While the adults discussed their hopes for police reform, it was seven-year-old Gianna -- hugging her mother Roxie Washington -- who eloquently addressed the lasting legacy of her late father, saying he would "change the world."

"He did," Biden said in a statement after meeting the family nearly a year after their first encounter ahead of Floyd's funeral.

"The Floyd family has shown extraordinary courage, especially his young daughter Gianna, who I met again today," Biden added.

He told reporters he was "hopeful" that a deal could be struck on the police reforms after the Memorial Day holiday this weekend.

"I got a chance to spend a lot of time with Gianna and the family," he said. "They've been wonderful."

Photo: Agencies

Culture of impunity

Floyd's death sparked protests against racial injustice and police brutality across a country already crackling with tension from the election battle between Biden and Donald Trump.

Chauvin, who knelt on Floyd's neck for more than nine minutes as he passed out and died, is to be sentenced in June for murder and manslaughter.

In the wake of Chauvin's conviction last month, Biden sought to build on political momentum by urging Congress to pass a far-reaching police reform bill in time for the anniversary.

However, the ambitious deadline comes with only the House having passed the George Floyd Justice in Policing Act, while the Senate continues to wrangle over key details.

Despite missing Biden's hoped-for deadline, Representative Karen Bass, a co-author of the reform bill, reiterated her commitment to Democrats and Republicans negotiating a compromise.

"We will get this bill on President Biden's desk," she said at the meeting with the Floyd family. "We will work until we get the job done. It will be passed in a bipartisan manner."

The proposed law seeks to reform what critics say have become ever more violent and unaccountable police forces around the country.

Biden says a culture of impunity and underlying racism has made tragedies like Floyd's death increasingly common, although opponents believe police operating in often heavily armed communities are being scapegoated.

As if to highlight the staggering number of US shootings, multiple gunshots rang out Tuesday near the site in Minneapolis where people were marking the anniversary of Floyd's killing.

Shortly afterward a patient arrived at hospital suffering from a gunshot wound, police said.

'Spilled blood'

In a sign Biden wants to confront head on what he sees as systemic racism, the White House announced the president will travel to Oklahoma on June 1 to mark the 100th anniversary of the Tulsa race massacre in which an estimated 300 Black men, women and children were killed.

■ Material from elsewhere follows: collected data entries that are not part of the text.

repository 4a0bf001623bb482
use winit::window::{Window, WindowId};

use crate::coords::Viewport;
use crate::device::{Gpu, SurfaceErrorAction};
use crate::input::{InputFrame, InputState};
use crate::paint::Color;
use crate::render::{RenderCtx, RenderTarget};
use crate::time::FrameTime;
use crate::window::RuntimeCtx;
use crate::EngineError;

/// Per-window handles and immutable window metadata.
pub struct WindowCtx<'a> {
    pub id: WindowId,
    pub window: &'a Window,
}

impl<'a> WindowCtx<'a> {
    /// Logical window size as `(width, height)`.
    pub fn logical_size(&self) -> (f32, f32) {
        let phys = self.window.inner_size();
        let logi: winit::dpi::LogicalSize<f64> = phys.to_logical(self.window.scale_factor());
        (logi.width as f32, logi.height as f32)
    }
}

/// Per-frame context passed to `core::App::on_frame`.
///
/// Lifetimes:
/// - `'a` is the duration of the callback invocation
/// - `'w` is the window-borrow lifetime carried by `Gpu<'w>`
pub struct FrameCtx<'a, 'w> {
    pub window: WindowCtx<'a>,
    pub gpu: &'a mut Gpu<'w>,
    pub input: &'a InputState,
    pub input_frame: &'a InputFrame,
    pub time: FrameTime,
    pub runtime: &'a mut RuntimeCtx,
}

impl<'a, 'w> FrameCtx<'a, 'w> {
    /// Clears the surface with `clear`, runs `draw` against the acquired
    /// frame, then presents it.
    ///
    /// Transient surface errors skip the frame and return `Ok`. An
    /// unrecoverable surface yields `EngineError::SurfaceFatal`.
    pub fn render<F>(&mut self, clear: Color, draw: F) -> anyhow::Result<()>
    where
        F: FnOnce(&RenderCtx<'_>, &mut RenderTarget<'_>),
    {
        let (w, h) = self.window.logical_size();
        let scale_factor = self.window.window.scale_factor() as f32;

        let mut frame = match self.gpu.begin_frame() {
            Ok(f) => f,
            Err(err) => {
                return match self.gpu.handle_surface_error(&err) {
                    SurfaceErrorAction::Fatal => Err(EngineError::SurfaceFatal(err).into()),
                    action => {
                        log::debug!("skipping frame after surface error {err:?}: {action:?}");
                        Ok(())
                    }
                };
            }
        };

        // Clear pass; dropped before the encoder is handed to `draw`.
        {
            let [r, g, b, a] = clear.to_array();
            let _rpass = frame.encoder.begin_render_pass(&wgpu::RenderPassDescriptor {
                label: Some("knotwork clear"),
                color_attachments: &[Some(wgpu::RenderPassColorAttachment {
                    view: &frame.view,
                    resolve_target: None,
                    ops: wgpu::Operations {
                        load: wgpu::LoadOp::Clear(wgpu::Color {
                            r: r as f64,
                            g: g as f64,
                            b: b as f64,
                            a: a as f64,
                        }),
                        store: wgpu::StoreOp::Store,
                    },
                    depth_slice: None,
                })],
                depth_stencil_attachment: None,
                timestamp_writes: None,
                occlusion_query_set: None,
                multiview_mask: None,
            });
        }

        let rctx = RenderCtx::new(
            self.gpu.device(),
            self.gpu.queue(),
            self.gpu.surface_format(),
            Viewport::new(w, h),
            scale_factor,
        );

        {
            let mut target = RenderTarget::new(&mut frame.encoder, &frame.view);
            draw(&rctx, &mut target);
        }

        self.window.window.pre_present_notify();
        self.gpu.submit(frame);

        Ok(())
    }
}
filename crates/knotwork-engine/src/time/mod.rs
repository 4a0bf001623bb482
//! Frame timing.
//!
//! One `FrameClock` per window; `tick()` once per presented frame.

mod frame_clock;

pub use frame_clock::{FrameClock, FrameTime};
use std::path::{Path, PathBuf};

use anyhow::{Context, Result};

use knotwork_engine::core::{App as EngineApp, AppControl, FrameCtx};
use knotwork_engine::device::GpuInit;
use knotwork_engine::paint::Color;
use knotwork_engine::render::shapes::{PrimitiveRenderer, TextRenderer};
use knotwork_engine::scene::DrawList;
use knotwork_engine::text::{FontId, FontSystem};
use knotwork_engine::window::Runtime;

use crate::canvas::{Canvas, Fonts};
use crate::config::SaverConfig;
use crate::screensaver::Screensaver;

const MONOSPACE_CANDIDATES: &[&str] = &[
    "/usr/share/fonts/TTF/DejaVuSansMono.ttf",
    "/usr/share/fonts/truetype/dejavu/DejaVuSansMono.ttf",
    "/usr/share/fonts/dejavu/DejaVuSansMono.ttf",
    "/usr/share/fonts/truetype/liberation/LiberationMono-Regular.ttf",
    "/usr/share/fonts/liberation/LiberationMono-Regular.ttf",
    "/System/Library/Fonts/Courier.dfont",
    "C:\\Windows\\Fonts\\cour.ttf",
];

const SERIF_CANDIDATES: &[&str] = &[
    "/usr/share/fonts/TTF/DejaVuSerif.ttf",
    "/usr/share/fonts/truetype/dejavu/DejaVuSerif.ttf",
    "/usr/share/fonts/dejavu/DejaVuSerif.ttf",
    "/usr/share/fonts/truetype/liberation/LiberationSerif-Regular.ttf",
    "/usr/share/fonts/liberation/LiberationSerif-Regular.ttf",
    "/System/Library/Fonts/Times.ttc",
    "C:\\Windows\\Fonts\\times.ttf",
];

/// Opens the window and runs the screensaver until it quits.
///
/// Fails if an explicitly configured font cannot be loaded, or on any fatal
/// window/GPU error.
pub fn run(config: SaverConfig) -> Result<()> {
    let mut font_system = FontSystem::new();
    let fonts = Fonts {
        command: load_face(&mut font_system, config.command_font.as_deref(), MONOSPACE_CANDIDATES)
            .context("failed to load command font")?,
        description: load_face(&mut font_system, config.description_font.as_deref(), SERIF_CANDIDATES)
            .context("failed to load description font")?,
    };
    if fonts.command.is_none() && fonts.description.is_none() {
        log::warn!("no system font found; help text will not be shown (use --font)");
    }

    let mut saver = Screensaver::new(&config);
    saver.start();

    log::info!(
        "starting {}x{} screensaver ({} samples per anchor)",
        config.width,
        config.height,
        config.smoothing_step
    );

    let app = SaverApp {
        saver,
        width: config.width as f64,
        height: config.height as f64,
        draw_list: DrawList::new(),
        font_system,
        fonts,
        primitives: PrimitiveRenderer::new(),
        text: TextRenderer::new(),
    };

    // Colors are authored as display values, so skip the sRGB encode.
    let gpu_init = GpuInit { prefer_srgb: false, ..GpuInit::default() };
    Runtime::run(config.runtime_config(), gpu_init, app)
}

/// Loads `explicit` if given (errors are fatal), else the first readable
/// candidate. `Ok(None)` when nothing was found.
fn load_face(
    system: &mut FontSystem,
    explicit: Option<&Path>,
    candidates: &[&str],
) -> Result<Option<FontId>> {
    if let Some(path) = explicit {
        let bytes = std::fs::read(path).with_context(|| format!("reading {}", path.display()))?;
        let id = system
            .load_font(&bytes)
            .with_context(|| format!("parsing {}", path.display()))?;
        return Ok(Some(id));
    }

    for candidate in candidates.iter().map(PathBuf::from) {
        let Ok(bytes) = std::fs::read(&candidate) else { continue };
        match system.load_font(&bytes) {
            Ok(id) => {
                log::debug!("using font {}", candidate.display());
                return Ok(Some(id));
            }
            Err(e) => log::warn!("skipping {}: {e}", candidate.display()),
        }
    }
    Ok(None)
}

/// Engine-facing side of the screensaver: owns the renderers and the
/// per-frame draw list.
struct SaverApp {
    saver: Screensaver,
    width: f64,
    height: f64,

    draw_list: DrawList,
    font_system: FontSystem,
    fonts: Fonts,
    primitives: PrimitiveRenderer,
    text: TextRenderer,
}

impl EngineApp for SaverApp {
    fn on_frame(&mut self, ctx: &mut FrameCtx<'_, '_>) -> Result<AppControl> {
        if ctx.time.frame_index % 600 == 0 {
            log::trace!("frame {} (dt {:.4}s)", ctx.time.frame_index, ctx.time.dt);
        }

        self.draw_list.clear();
        let control = {
            let mut canvas =
                Canvas::new(&mut self.draw_list, self.width, self.height).with_fonts(self.fonts);
            self.saver.frame(&ctx.input_frame.events, &mut canvas)
        };

        // A loop that was already stopped records nothing.
        if self.draw_list.is_empty() {
            return Ok(control);
        }

        let (dl, fs) = (&self.draw_list, &self.font_system);
        let (primitives, text) = (&mut self.primitives, &mut self.text);

        ctx.render(Color::BLACK, |rctx, target| {
            primitives.render(rctx, target, dl);
            text.render(rctx, target, dl, fs);
        })?;

        Ok(control)
    }
}
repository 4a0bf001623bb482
use knotwork_engine::input::{
    InputEvent, Key, KeyState, MouseButtonState, PointerButtonEvent,
};

use crate::geometry::Vec2d;

/// What a single input event asks the screensaver to do.
#[derive(Debug, Copy, Clone, PartialEq)]
pub enum Command {
    Quit,
    Restart,
    TogglePause,
    ToggleHelp,
    NewFigure,
    IncreaseResolution,
    DecreaseResolution,
    /// Add an anchor to the latest figure.
    AddPoint(Vec2d),
    /// Remove a matching anchor from every figure.
    RemovePoint(Vec2d),
}

impl Command {
    /// Maps an input event to a command. Releases, key repeats and unbound
    /// keys map to `None`.
    pub fn from_event(event: &InputEvent) -> Option<Command> {
        match event {
            InputEvent::CloseRequested => Some(Command::Quit),

            InputEvent::Key { key, state: KeyState::Pressed, repeat: false } => match key {
                Key::Escape => Some(Command::Quit),
                Key::R => Some(Command::Restart),
                Key::P => Some(Command::TogglePause),
                Key::F1 => Some(Command::ToggleHelp),
                Key::N => Some(Command::NewFigure),
                Key::NumpadAdd => Some(Command::IncreaseResolution),
                Key::NumpadSubtract => Some(Command::DecreaseResolution),
                _ => None,
            },

            InputEvent::PointerButton(PointerButtonEvent {
                button,
                state: MouseButtonState::Pressed,
                x,
                y,
            }) => {
                let at = Vec2d::from((*x, *y));
                if button.is_primary() {
                    Some(Command::AddPoint(at))
                } else {
                    Some(Command::RemovePoint(at))
                }
            }

            _ => None,
        }
    }
}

The police reform bill would ban potentially fatal restraint techniques used on suspects, like chokeholds, and end so-called "no-knock warrants" that authorize police to burst into a suspect's house unannounced.

The most far-reaching of the measures would be to end current legal protections that block civil lawsuits against police accused of misconduct.

While nothing is easy to get through the heavily divided Congress, Bass, Democratic Senator Cory Booker and Republican Senator Tim Scott issued a joint statement Monday citing "progress toward a compromise."

The Floyd family was to hold talks later with Booker and Scott in a bid to help reach a bipartisan agreement.

"It should be that we all want better policing," Floyd family attorney Ben Crump said.

"We have to respect the spilled blood that's on this legislation," he added. "It must be meaningful, and we can do this together."